Jeff said:
BTW, can the 512MB ram take the load from Adobe CS? I do some photo editing and sometimes the file size can be quite big. Just used to plenty of RAMs in windows. Really, it gonna be my PS machine soon.
Unfortunately, I don't have PS-CS installed on the Mac as I only have the PC version licence.
Unless you are regularly churning out A1-sized spreads, I don't think that PS-CS will tax the Mac mini too much for normal image editing (resizing, straightening, sharpening, etc). As a general rule, PS-CS normally requires 3-4x the size of the file you are working on to keep it in memory. A 6-megapixel image (3000x2000 pixels) is roughly 17.2MB in size (according to PS-CS); and thus to keep the image comfortably in memory, you need to allocate a minimum of 50-60MB of memory to PS-CS to avoid swapping to disk.

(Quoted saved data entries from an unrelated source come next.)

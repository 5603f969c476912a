use dioxus::prelude::*;
use dioxus_logger::tracing;
use league_api::{
    model::{auth::RegisterRequest, player::PlayerPosition, user::Role},
    validation::{form::validate_registration, FieldError},
};

use crate::client::{
    api::use_client,
    component::{
        form::{error_for, Field, SubmitButton},
        page::{ErrorAlert, SuccessAlert},
        Page,
    },
    constant::SITE_NAME,
    format,
    router::Route,
};

/// Roles a visitor may sign up for.
const SELF_SERVICE_ROLES: [Role; 3] = [Role::Player, Role::Coach, Role::Organizer];

#[component]
pub fn Register() -> Element {
    let client = use_client();
    let nav = navigator();

    let mut form = use_signal(|| RegisterRequest {
        role: Some(Role::Player),
        ..Default::default()
    });
    let mut confirm_password = use_signal(String::new);
    let mut errors = use_signal(Vec::<FieldError>::new);
    let mut failure = use_signal(|| None::<String>);
    let mut registered = use_signal(|| false);
    let mut submitting = use_signal(|| false);

    let on_submit = move |evt: FormEvent| {
        evt.prevent_default();
        let request = form();
        let validation = validate_registration(&request, &confirm_password());
        let valid = validation.is_empty();
        errors.set(validation);
        if !valid {
            return;
        }

        let client = client.clone();
        submitting.set(true);
        failure.set(None);
        spawn(async move {
            match client.auth().register(&request).await {
                Ok(_) => {
                    registered.set(true);
                    nav.push(Route::Login {});
                }
                Err(err) => {
                    tracing::error!("Registration failed: {}", err);
                    failure.set(Some(err.user_message()));
                }
            }
            submitting.set(false);
        });
    };

    let role = form.read().role.clone();

    rsx! {
        Title { "Register | {SITE_NAME}" }
        Page {
            class: "flex flex-col items-center",
            div {
                class: "card bg-base-200 w-full max-w-2xl",
                form {
                    class: "card-body",
                    onsubmit: on_submit,
                    h1 { class: "card-title text-2xl", "Create an account" }
                    if let Some(message) = failure() {
                        ErrorAlert { message }
                    }
                    if registered() {
                        SuccessAlert { message: "Account created, you can now log in" }
                    }
                    Field {
                        label: "Account type",
                        error: error_for(&errors, "role"),
                        select {
                            class: "select select-bordered w-full",
                            onchange: move |evt| form.write().role = Some(Role::from_wire(&evt.value())),
                            for option in SELF_SERVICE_ROLES {
                                option {
                                    value: "{option.as_str()}",
                                    selected: role.as_ref() == Some(&option),
                                    "{option}"
                                }
                            }
                        }
                    }
                    div {
                        class: "grid grid-cols-1 md:grid-cols-2 gap-x-4",
                        Field {
                            label: "First name",
                            error: error_for(&errors, "firstName"),
                            input {
                                class: "input input-bordered w-full",
                                value: "{form.read().first_name}",
                                oninput: move |evt| form.write().first_name = evt.value(),
                            }
                        }
                        Field {
                            label: "Last name",
                            error: error_for(&errors, "lastName"),
                            input {
                                class: "input input-bordered w-full",
                                value: "{form.read().last_name}",
                                oninput: move |evt| form.write().last_name = evt.value(),
                            }
                        }
                        Field {
                            label: "User name",
                            error: error_for(&errors, "userName"),
                            input {
                                class: "input input-bordered w-full",
                                value: "{form.read().user_name}",
                                oninput: move |evt| form.write().user_name = evt.value(),
                            }
                        }
                        Field {
                            label: "Email",
                            error: error_for(&errors, "email"),
                            input {
                                r#type: "email",
                                class: "input input-bordered w-full",
                                value: "{form.read().email}",
                                oninput: move |evt| form.write().email = evt.value(),
                            }
                        }
                        Field {
                            label: "Password",
                            error: error_for(&errors, "password"),
                            input {
                                r#type: "password",
                                class: "input input-bordered w-full",
                                autocomplete: "new-password",
                                value: "{form.read().password}",
                                oninput: move |evt| form.write().password = evt.value(),
                            }
                        }
                        Field {
                            label: "Confirm password",
                            error: error_for(&errors, "confirmPassword"),
                            input {
                                r#type: "password",
                                class: "input input-bordered w-full",
                                autocomplete: "new-password",
                                value: "{confirm_password}",
                                oninput: move |evt| confirm_password.set(evt.value()),
                            }
                        }
                        Field {
                            label: "Phone (optional)",
                            error: error_for(&errors, "phone"),
                            input {
                                r#type: "tel",
                                class: "input input-bordered w-full",
                                value: "{form.read().phone.clone().unwrap_or_default()}",
                                oninput: move |evt| form.write().phone = format::optional(evt.value()),
                            }
                        }
                        match role {
                            Some(Role::Player) => rsx! {
                                Field {
                                    label: "Position",
                                    error: error_for(&errors, "position"),
                                    select {
                                        class: "select select-bordered w-full",
                                        onchange: move |evt| {
                                            let value = evt.value();
                                            form.write().position = (!value.is_empty()).then(|| PlayerPosition::from_wire(&value));
                                        },
                                        option { value: "", "Choose a position" }
                                        for position in PlayerPosition::variants() {
                                            option { value: "{position.as_str()}", "{position}" }
                                        }
                                    }
                                }
                            },
                            Some(Role::Coach) => rsx! {
                                Field {
                                    label: "License number",
                                    input {
                                        class: "input input-bordered w-full",
                                        oninput: move |evt| form.write().license_number = format::optional(evt.value()),
                                    }
                                }
                                Field {
                                    label: "Years of experience",
                                    error: error_for(&errors, "yearsOfExperience"),
                                    input {
                                        r#type: "number",
                                        class: "input input-bordered w-full",
                                        oninput: move |evt| form.write().years_of_experience = evt.value().parse().ok(),
                                    }
                                }
                            },
                            Some(Role::Organizer) => rsx! {
                                Field {
                                    label: "Organization",
                                    error: error_for(&errors, "organization"),
                                    input {
                                        class: "input input-bordered w-full",
                                        oninput: move |evt| form.write().organization = format::optional(evt.value()),
                                    }
                                }
                            },
                            _ => rsx! {},
                        }
                    }
                    div {
                        class: "card-actions justify-between items-center mt-4",
                        Link { to: Route::Login {}, class: "link text-sm", "Already registered? Login" }
                        SubmitButton { label: "Register", busy_label: "Creating account...", is_busy: submitting() }
                    }
                }
            }
        }
    }
}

Best way to gauge is to keep an eye on the
Efficiency and
Scratch Sizes readings on the bottom left of the PS-CS screen (selectable from the list that inlcudes Doc Size, Doc Dimensions, Timing and a couple of others.
Efficiency reading less than 100% means that some kind of paging to disk is occuring; and
Scratch Size indicates the size of the scratch/paging file being used for undos. Ideally,
Efficiency should be 100% all the time. As for
Scratch Size it is probably advisable to attach an external FireWire hard disk to the Mac mini to act as Scratch as the internal hard disk of the mini may be slow (understand that it is 4200rpm for the 80GB version and 5200rpm for the 40GB version). Getting an external FireWire enclosure with a 7200rpm HD will speed things up nicely.
Caveat: All the above information is given without any
current direct experience with Photoshop CS on the Mac mini, but rather based on past experience with Photoshop Ver 1/2/3/4 on older Macintosh systems.